Pertama yaitu jemaah haji khususnya Lansia disarankan untuk beristirahat cukup, minimal 8 sampai 9 jam dalam sehari. Jemaah haji diimbau untuk tidak terlalu berlebihan dalam melaksanakan aktifitas fisik. Pelaksanaan Ibadah harus menyesuaikan dengan kondisi fisik.
Kedua yaitu cukupi cairan, dan cegah dehidrasi, jemaah tanpa gangguan ginjal kronis dan pembengkakan jantung, minimal harus minum 3 liter sehari untuk mencukupi kebutuhan cairan harian. Jemaah disarankan untuk minum setiap 15 menit.
Jemaah diimbau jangan takut untuk kencing. Jemaah dapat minum bertahap yaitu 2 atau 3 teguk setiap 15 menit dan jangan menunggu haus. Jemaah haji disarankan juga untuk mengonsumsi cairan pada suhu yang tidak terlalu dingin dan disesuaikan dengan suhu tubuh.
“Saat jemaah haji berada di Masjid Nabawi ataupun di Masjidilharam dan hendak minum air zam-zam, kami sarankan untuk minum air zam-zam yang tidak dingin. Untuk menghindarkan perubahan suhu di tubuh yang ekstrim,” jelas dr Arfik.
Ketiga, cukupi kebutuhan nutrisi harian. Jemaah haji diimbau untuk menjaga kecukupan asupan protein, karbohidrat, lemak dan vitamin. Jemaah haji juga diimbau untuk makan makanan yang segar, hindari makanan instan dan mengandung bahan pengawet. Jemaah haji dengan diabetes melitus juga diimbau untuk tidak berlebihan mengonsumsi kurma dan minuman manis.
“Asupan nutriasi jemaah haji tidak hanya dari kurma, yang penting adalah makan 3 kali sehari. Kecukupan kalori, protein, karbohidrat, lemak dan vitamin. Penderita diabetes melitus tidak bisa mengkonsumsi banyak kurma,” katanya.
Keempat, para jemaah haji diharapkan untuk aktif bersosialisasi dengan lingkungan kloternya. Jemaah haji harus mengikuti kegiatan yang ada di kloternya.

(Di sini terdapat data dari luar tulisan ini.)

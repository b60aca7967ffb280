//! Terminal progress for the command-line tools.
//!
//! Pretty mode uses `indicatif` spinners and bars on a TTY; plain mode
//! prints `==>` lines to stderr so logs stay greppable.

use indicatif::{ProgressBar, ProgressDrawTarget, ProgressStyle};
use std::time::{Duration, Instant};

#[derive(Clone, Copy, Debug, PartialEq, Eq)]
pub enum UiMode {
    Auto,
    Plain,
    Pretty,
}

#[derive(Clone, Debug)]
pub struct Ui {
    mode: UiMode,
    is_tty: bool,
}

impl Ui {
    pub fn new(mode: UiMode, is_tty: bool) -> Self {
        Self { mode, is_tty }
    }

    pub fn from_args(ui_flag: Option<&str>, is_tty: bool) -> Self {
        let mode = match ui_flag {
            Some("plain") => UiMode::Plain,
            Some("pretty") => UiMode::Pretty,
            _ => UiMode::Auto,
        };
        Self::new(mode, is_tty)
    }

    fn use_pretty(&self) -> bool {
        self.is_tty && self.mode != UiMode::Plain
    }

    /// Spinner (or a single line) for a named step; reports elapsed time
    /// when the guard drops.
    pub fn stage(&self, name: &str) -> StageGuard {
        let spinner = self.use_pretty().then(|| {
            let spinner = ProgressBar::new_spinner();
            spinner.set_draw_target(ProgressDrawTarget::stderr());
            spinner.enable_steady_tick(Duration::from_millis(120));
            let style = ProgressStyle::with_template("{spinner} {msg}")
                .unwrap_or_else(|_| ProgressStyle::default_spinner());
            spinner.set_style(style);
            spinner.set_message(format!("{name}…"));
            spinner
        });
        if spinner.is_none() {
            eprintln!("==> {}", name);
        }
        StageGuard {
            name: name.to_string(),
            start: Instant::now(),
            spinner,
        }
    }

    /// Counted progress over `total` items, e.g. images in a batch.
    pub fn progress(&self, name: &str, total: u64) -> Progress {
        let bar = self.use_pretty().then(|| {
            let bar = ProgressBar::with_draw_target(Some(total), ProgressDrawTarget::stderr());
            let style = ProgressStyle::with_template("{msg} [{bar:30}] {pos}/{len}")
                .unwrap_or_else(|_| ProgressStyle::default_bar());
            bar.set_style(style);
            bar.set_message(name.to_string());
            bar
        });
        Progress {
            name: name.to_string(),
            total,
            done: 0,
            bar,
        }
    }
}

pub struct StageGuard {
    name: String,
    start: Instant,
    spinner: Option<ProgressBar>,
}

impl Drop for StageGuard {
    fn drop(&mut self) {
        let message = format!(
            "✔ {} ({})",
            self.name,
            format_duration(self.start.elapsed())
        );
        match &self.spinner {
            Some(spinner) => spinner.finish_with_message(message),
            None => eprintln!("{message}"),
        }
    }
}

pub struct Progress {
    name: String,
    total: u64,
    done: u64,
    bar: Option<ProgressBar>,
}

impl Progress {
    /// Mark one item finished; `item` is shown in plain mode.
    pub fn advance(&mut self, item: &str) {
        self.done += 1;
        match &self.bar {
            Some(bar) => bar.inc(1),
            None => eprintln!("==> {} ({}/{}) {}", self.name, self.done, self.total, item),
        }
    }

    pub fn done(&self) -> u64 {
        self.done
    }
}

impl Drop for Progress {
    fn drop(&mut self) {
        if let Some(bar) = &self.bar {
            bar.finish();
        }
    }
}

fn format_duration(duration: Duration) -> String {
    if duration.as_secs() >= 1 {
        format!("{:.2}s", duration.as_secs_f64())
    } else {
        format!("{}ms", duration.as_millis())
    }
}
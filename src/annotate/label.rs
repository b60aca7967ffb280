use crate::detect::{BoundingBox, Detection};

/// Gap between the text baseline and the bottom edge of its tag.
pub const BASELINE_GAP: i32 = 5;

/// `"{class_label} {confidence as percent, 2 decimals}"`.
pub fn label_text(detection: &Detection) -> String {
    format!(
        "{} {:.2}%",
        detection.class_label,
        detection.confidence * 100.0
    )
}

/// Where a label tag lands for one box.
#[derive(Clone, Copy, Debug, PartialEq, Eq)]
pub struct TagPlacement {
    pub x: i32,
    pub top: i32,
    pub width: u32,
    pub height: u32,
    pub baseline: i32,
    /// True when the tag hangs below the box top edge instead of sitting
    /// above it.
    pub flipped: bool,
}

/// Place a tag for text measuring `text_w` x `text_h` on `bbox`.
///
/// The tag is `1.5 * text_h` tall and `text_w` wide, left-aligned with the
/// box, and normally sits directly above the box top edge. When that would
/// cross the top of the frame it hangs below the top edge instead. Any
/// horizontal overflow is left to clipping.
pub fn place_tag(bbox: &BoundingBox, text_w: u32, text_h: u32) -> TagPlacement {
    let height = (text_h as f32 * 1.5) as u32;
    let height = height.max(1);
    let above = bbox.y1 - height as i32;
    let (top, flipped) = if above < 0 {
        (bbox.y1, true)
    } else {
        (above, false)
    };
    TagPlacement {
        x: bbox.x1,
        top,
        width: text_w.max(1),
        height,
        baseline: top + height as i32 - BASELINE_GAP,
        flipped,
    }
}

Hal ini berguna untuk menghindari stres, cemas, berpikir positif dan menghindarkan adanya penurunan daya ingat.
Selanjutnya kelima, bagi jemaah haji yang memiliki komorbid atau penyakit kronis dan harus mengonsumsi obat setiap hari, diimbau untuk membawa obat rutinnya saat berangkat haji kemudian mengkonsumsinya dengan tertib dan rutin.
Keenam. Selalu gunakan alat perlindungan diri dari cuaca panas seperti payung, topi, kacamata, tabir surya. Jemaah haji juga diharapkan selalu menggunakan masker jika berada dalam keramaian, kecuali saat tawaf.
Terakhir, jika jemaah haji mengalami gangguan kesehatan, segera berkonsultasi dengan tenaga kesehatan kloter. Jemaah haji diimbau tidak mengabaikan gejala gangguan kesehatan sekecil apapun, dan segera berkonsultasi dengan tenaga Kesehatan di kloternya.